RECORDS TO PROCESS:
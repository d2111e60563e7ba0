//! lintgate core library.
//!
//! This crate exposes the programmatic APIs behind the `lintgate` hook: given
//! an edited file it decides which external checks apply, runs them, and
//! normalizes their output; given a finished sub-task it picks a routing
//! action.
//!
//! High-level modules:
//! - `cli`: CLI argument parsing (binary uses this).
//! - `config`: Project discovery, rule document loading, effective settings.
//! - `models`: Diagnostics, check reports, and the rule document schema.
//! - `pattern`: Exclude globs and environment path prefixes.
//! - `resolve`: Environment resolution for a file path.
//! - `parsers`: Built-in and regex output parsers.
//! - `executor`: Running checks through a `CommandRunner`.
//! - `tasks`: Sub-agent routing rules.
//! - `validate`: Structural validation of the rule document.
//! - `git`: In-progress repository operation detection.
//! - `gate`: Event dispatch into continue/block outcomes.
//! - `hook`: Hook payload and response wire types.
//! - `refresh`: Merging auto-discovered checks.
//! - `output`: Human/JSON printers and block reason text.
pub mod cli;
pub mod config;
pub mod executor;
pub mod gate;
pub mod git;
pub mod hook;
pub mod models;
pub mod output;
pub mod parsers;
pub mod pattern;
pub mod refresh;
pub mod resolve;
pub mod tasks;
pub mod validate;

PROBLEM TO WORK ON:
Copy the records above exactly.

REPLY TO THE TASK:
repository d2111e60563e7ba0
//! lintgate core library.
//!
//! This crate exposes the programmatic APIs behind the `lintgate` hook: given
//! an edited file it decides which external checks apply, runs them, and
//! normalizes their output; given a finished sub-task it picks a routing
//! action.
//!
//! High-level modules:
//! - `cli`: CLI argument parsing (binary uses this).
//! - `config`: Project discovery, rule document loading, effective settings.
//! - `models`: Diagnostics, check reports, and the rule document schema.
//! - `pattern`: Exclude globs and environment path prefixes.
//! - `resolve`: Environment resolution for a file path.
//! - `parsers`: Built-in and regex output parsers.
//! - `executor`: Running checks through a `CommandRunner`.
//! - `tasks`: Sub-agent routing rules.
//! - `validate`: Structural validation of the rule document.
//! - `git`: In-progress repository operation detection.
//! - `gate`: Event dispatch into continue/block outcomes.
//! - `hook`: Hook payload and response wire types.
//! - `refresh`: Merging auto-discovered checks.
//! - `output`: Human/JSON printers and block reason text.
pub mod cli;
pub mod config;
pub mod executor;
pub mod gate;
pub mod git;
pub mod hook;
pub mod models;
pub mod output;
pub mod parsers;
pub mod pattern;
pub mod refresh;
pub mod resolve;
pub mod tasks;
pub mod validate;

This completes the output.